**Problem requirements**
Write the entries below out again without a single difference.

[Collected data]
######

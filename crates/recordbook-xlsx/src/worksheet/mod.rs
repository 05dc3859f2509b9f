//! The single worksheet part (`xl/worksheets/sheet1.xml`).

mod parse;

pub use parse::{parse_worksheet_rows, WorksheetError};

use crate::cell_ref::{CellRef, CellRefError, MAX_ROWS};
use crate::options::WriteOptions;
use crate::shared_strings::{SharedStringTable, SharedStrings};
use crate::value::{CellValue, StoredValue};
use crate::xml::{
    escape_xml, needs_space_preserve, xml_legal_text, OFFICE_REL_NS, SPREADSHEETML_NS,
    XML_DECLARATION,
};

/// One serialized cell.
#[derive(Clone, Debug, PartialEq, Eq)]
pub(crate) enum CellXml {
    /// `<c r=".."/>`
    Blank,
    /// `<c r=".." t="inlineStr"><is><t>..</t></is></c>`
    InlineString(String),
    /// `<c r=".." t="s"><v>ordinal</v></c>`
    SharedString(u32),
    /// `<c r=".."><v>literal</v></c>`
    Number(String),
}

#[derive(Clone, Debug, PartialEq, Eq)]
pub(crate) struct WorksheetRow {
    pub(crate) index: u32,
    pub(crate) cells: Vec<(CellRef, CellXml)>,
}

/// Typed representation of the worksheet part.
#[derive(Clone, Debug, Default, PartialEq, Eq)]
pub struct Worksheet {
    rows: Vec<WorksheetRow>,
}

impl Worksheet {
    /// Build the worksheet for one record table.
    ///
    /// Row 1 holds `headers` as inline strings; every data row follows in order, one cell per
    /// supplied value. Text values are classified with the column's [`crate::ValueMode`]; values
    /// stored as strings are registered in `strings`. Returns the worksheet together with the
    /// canonical shared strings table its cells reference.
    pub fn build(
        headers: &[String],
        rows: &[Vec<CellValue>],
        options: &WriteOptions,
        strings: &mut SharedStringTable,
    ) -> Result<(Worksheet, SharedStrings), CellRefError> {
        let last_row = u32::try_from(rows.len())
            .ok()
            .and_then(|n| n.checked_add(1))
            .filter(|n| *n <= MAX_ROWS)
            .ok_or(CellRefError::RowOutOfRange(u32::MAX))?;
        log::debug!(
            "building worksheet: {} columns, {} data rows (last row {last_row})",
            headers.len(),
            rows.len()
        );

        // Pass 1: classify every cell and register string values.
        let classified: Vec<Vec<StoredValue>> = rows
            .iter()
            .map(|row| {
                row.iter()
                    .enumerate()
                    .map(|(idx, value)| {
                        let mode = options.mode_for(headers.get(idx).map(String::as_str));
                        let stored = value.classify(mode);
                        if let StoredValue::Shared(text) = &stored {
                            strings.add(text);
                        }
                        stored
                    })
                    .collect()
            })
            .collect();

        // Pass 2: emit cells against the canonical (sorted) ordinals.
        let shared = strings.sorted();
        let mut out = Vec::with_capacity(rows.len() + 1);

        let mut header_cells = Vec::with_capacity(headers.len());
        for (idx, header) in headers.iter().enumerate() {
            let cell = CellRef::new(1, column_number(idx)?)?;
            let text = xml_legal_text(header).into_owned();
            header_cells.push((cell, CellXml::InlineString(text)));
        }
        out.push(WorksheetRow {
            index: 1,
            cells: header_cells,
        });

        for (row_idx, row) in classified.into_iter().enumerate() {
            let index = row_idx as u32 + 2;
            let mut cells = Vec::with_capacity(row.len());
            for (col_idx, stored) in row.into_iter().enumerate() {
                let cell = CellRef::new(index, column_number(col_idx)?)?;
                let xml = match stored {
                    StoredValue::Blank => CellXml::Blank,
                    StoredValue::Number(n) => CellXml::Number(n),
                    StoredValue::Shared(text) => {
                        CellXml::SharedString(shared.ordinal_of(&text).unwrap_or_default())
                    }
                };
                cells.push((cell, xml));
            }
            out.push(WorksheetRow { index, cells });
        }

        Ok((Worksheet { rows: out }, shared))
    }

    /// The `ref` of the `<dimension>` element: the smallest range covering every written cell.
    pub fn dimension(&self) -> String {
        let last_row = self
            .rows
            .iter()
            .filter(|row| !row.cells.is_empty())
            .map(|row| row.index)
            .max();
        let last_col = self
            .rows
            .iter()
            .filter_map(|row| row.cells.last().map(|(cell, _)| cell.col))
            .max();
        match (last_row, last_col) {
            (Some(row), Some(col)) if (row, col) != (1, 1) => {
                let end = CellRef { row, col };
                format!("A1:{end}")
            }
            _ => "A1".to_string(),
        }
    }

    pub fn to_xml(&self) -> String {
        let mut xml = String::new();
        xml.push_str(XML_DECLARATION);
        xml.push_str(&format!(
            r#"<worksheet xmlns="{SPREADSHEETML_NS}" xmlns:r="{OFFICE_REL_NS}">"#
        ));
        xml.push_str(&format!(r#"<dimension ref="{}"/>"#, self.dimension()));
        xml.push_str("<sheetData>");
        for row in &self.rows {
            if row.cells.is_empty() {
                xml.push_str(&format!(r#"<row r="{}"/>"#, row.index));
                continue;
            }
            xml.push_str(&format!(r#"<row r="{}">"#, row.index));
            for (cell, value) in &row.cells {
                push_cell_xml(&mut xml, *cell, value);
            }
            xml.push_str("</row>");
        }
        xml.push_str("</sheetData>");
        xml.push_str("</worksheet>");
        xml
    }
}

fn column_number(idx: usize) -> Result<u32, CellRefError> {
    u32::try_from(idx + 1).map_err(|_| CellRefError::ColumnOutOfRange(u32::MAX))
}

fn push_cell_xml(xml: &mut String, cell: CellRef, value: &CellXml) {
    match value {
        CellXml::Blank => xml.push_str(&format!(r#"<c r="{cell}"/>"#)),
        CellXml::InlineString(text) => {
            let space = if needs_space_preserve(text) {
                r#" xml:space="preserve""#
            } else {
                ""
            };
            xml.push_str(&format!(
                r#"<c r="{cell}" t="inlineStr"><is><t{space}>{}</t></is></c>"#,
                escape_xml(text)
            ));
        }
        CellXml::SharedString(ordinal) => {
            xml.push_str(&format!(r#"<c r="{cell}" t="s"><v>{ordinal}</v></c>"#));
        }
        CellXml::Number(n) => xml.push_str(&format!(r#"<c r="{cell}"><v>{n}</v></c>"#)),
    }
}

######

**Result**
filename crates/recordbook-xlsx/src/worksheet/mod.rs
repository 05dc3859f2509b9f
//! The single worksheet part (`xl/worksheets/sheet1.xml`).

mod parse;

pub use parse::{parse_worksheet_rows, WorksheetError};

use crate::cell_ref::{CellRef, CellRefError, MAX_ROWS};
use crate::options::WriteOptions;
use crate::shared_strings::{SharedStringTable, SharedStrings};
use crate::value::{CellValue, StoredValue};
use crate::xml::{
    escape_xml, needs_space_preserve, xml_legal_text, OFFICE_REL_NS, SPREADSHEETML_NS,
    XML_DECLARATION,
};

/// One serialized cell.
#[derive(Clone, Debug, PartialEq, Eq)]
pub(crate) enum CellXml {
    /// `<c r=".."/>`
    Blank,
    /// `<c r=".." t="inlineStr"><is><t>..</t></is></c>`
    InlineString(String),
    /// `<c r=".." t="s"><v>ordinal</v></c>`
    SharedString(u32),
    /// `<c r=".."><v>literal</v></c>`
    Number(String),
}

#[derive(Clone, Debug, PartialEq, Eq)]
pub(crate) struct WorksheetRow {
    pub(crate) index: u32,
    pub(crate) cells: Vec<(CellRef, CellXml)>,
}

/// Typed representation of the worksheet part.
#[derive(Clone, Debug, Default, PartialEq, Eq)]
pub struct Worksheet {
    rows: Vec<WorksheetRow>,
}

impl Worksheet {
    /// Build the worksheet for one record table.
    ///
    /// Row 1 holds `headers` as inline strings; every data row follows in order, one cell per
    /// supplied value. Text values are classified with the column's [`crate::ValueMode`]; values
    /// stored as strings are registered in `strings`. Returns the worksheet together with the
    /// canonical shared strings table its cells reference.
    pub fn build(
        headers: &[String],
        rows: &[Vec<CellValue>],
        options: &WriteOptions,
        strings: &mut SharedStringTable,
    ) -> Result<(Worksheet, SharedStrings), CellRefError> {
        let last_row = u32::try_from(rows.len())
            .ok()
            .and_then(|n| n.checked_add(1))
            .filter(|n| *n <= MAX_ROWS)
            .ok_or(CellRefError::RowOutOfRange(u32::MAX))?;
        log::debug!(
            "building worksheet: {} columns, {} data rows (last row {last_row})",
            headers.len(),
            rows.len()
        );

        // Pass 1: classify every cell and register string values.
        let classified: Vec<Vec<StoredValue>> = rows
            .iter()
            .map(|row| {
                row.iter()
                    .enumerate()
                    .map(|(idx, value)| {
                        let mode = options.mode_for(headers.get(idx).map(String::as_str));
                        let stored = value.classify(mode);
                        if let StoredValue::Shared(text) = &stored {
                            strings.add(text);
                        }
                        stored
                    })
                    .collect()
            })
            .collect();

        // Pass 2: emit cells against the canonical (sorted) ordinals.
        let shared = strings.sorted();
        let mut out = Vec::with_capacity(rows.len() + 1);

        let mut header_cells = Vec::with_capacity(headers.len());
        for (idx, header) in headers.iter().enumerate() {
            let cell = CellRef::new(1, column_number(idx)?)?;
            let text = xml_legal_text(header).into_owned();
            header_cells.push((cell, CellXml::InlineString(text)));
        }
        out.push(WorksheetRow {
            index: 1,
            cells: header_cells,
        });

        for (row_idx, row) in classified.into_iter().enumerate() {
            let index = row_idx as u32 + 2;
            let mut cells = Vec::with_capacity(row.len());
            for (col_idx, stored) in row.into_iter().enumerate() {
                let cell = CellRef::new(index, column_number(col_idx)?)?;
                let xml = match stored {
                    StoredValue::Blank => CellXml::Blank,
                    StoredValue::Number(n) => CellXml::Number(n),
                    StoredValue::Shared(text) => {
                        CellXml::SharedString(shared.ordinal_of(&text).unwrap_or_default())
                    }
                };
                cells.push((cell, xml));
            }
            out.push(WorksheetRow { index, cells });
        }

        Ok((Worksheet { rows: out }, shared))
    }

    /// The `ref` of the `<dimension>` element: the smallest range covering every written cell.
    pub fn dimension(&self) -> String {
        let last_row = self
            .rows
            .iter()
            .filter(|row| !row.cells.is_empty())
            .map(|row| row.index)
            .max();
        let last_col = self
            .rows
            .iter()
            .filter_map(|row| row.cells.last().map(|(cell, _)| cell.col))
            .max();
        match (last_row, last_col) {
            (Some(row), Some(col)) if (row, col) != (1, 1) => {
                let end = CellRef { row, col };
                format!("A1:{end}")
            }
            _ => "A1".to_string(),
        }
    }

    pub fn to_xml(&self) -> String {
        let mut xml = String::new();
        xml.push_str(XML_DECLARATION);
        xml.push_str(&format!(
            r#"<worksheet xmlns="{SPREADSHEETML_NS}" xmlns:r="{OFFICE_REL_NS}">"#
        ));
        xml.push_str(&format!(r#"<dimension ref="{}"/>"#, self.dimension()));
        xml.push_str("<sheetData>");
        for row in &self.rows {
            if row.cells.is_empty() {
                xml.push_str(&format!(r#"<row r="{}"/>"#, row.index));
                continue;
            }
            xml.push_str(&format!(r#"<row r="{}">"#, row.index));
            for (cell, value) in &row.cells {
                push_cell_xml(&mut xml, *cell, value);
            }
            xml.push_str("</row>");
        }
        xml.push_str("</sheetData>");
        xml.push_str("</worksheet>");
        xml
    }
}

fn column_number(idx: usize) -> Result<u32, CellRefError> {
    u32::try_from(idx + 1).map_err(|_| CellRefError::ColumnOutOfRange(u32::MAX))
}

fn push_cell_xml(xml: &mut String, cell: CellRef, value: &CellXml) {
    match value {
        CellXml::Blank => xml.push_str(&format!(r#"<c r="{cell}"/>"#)),
        CellXml::InlineString(text) => {
            let space = if needs_space_preserve(text) {
                r#" xml:space="preserve""#
            } else {
                ""
            };
            xml.push_str(&format!(
                r#"<c r="{cell}" t="inlineStr"><is><t{space}>{}</t></is></c>"#,
                escape_xml(text)
            ));
        }
        CellXml::SharedString(ordinal) => {
            xml.push_str(&format!(r#"<c r="{cell}" t="s"><v>{ordinal}</v></c>"#));
        }
        CellXml::Number(n) => xml.push_str(&format!(r#"<c r="{cell}"><v>{n}</v></c>"#)),
    }
}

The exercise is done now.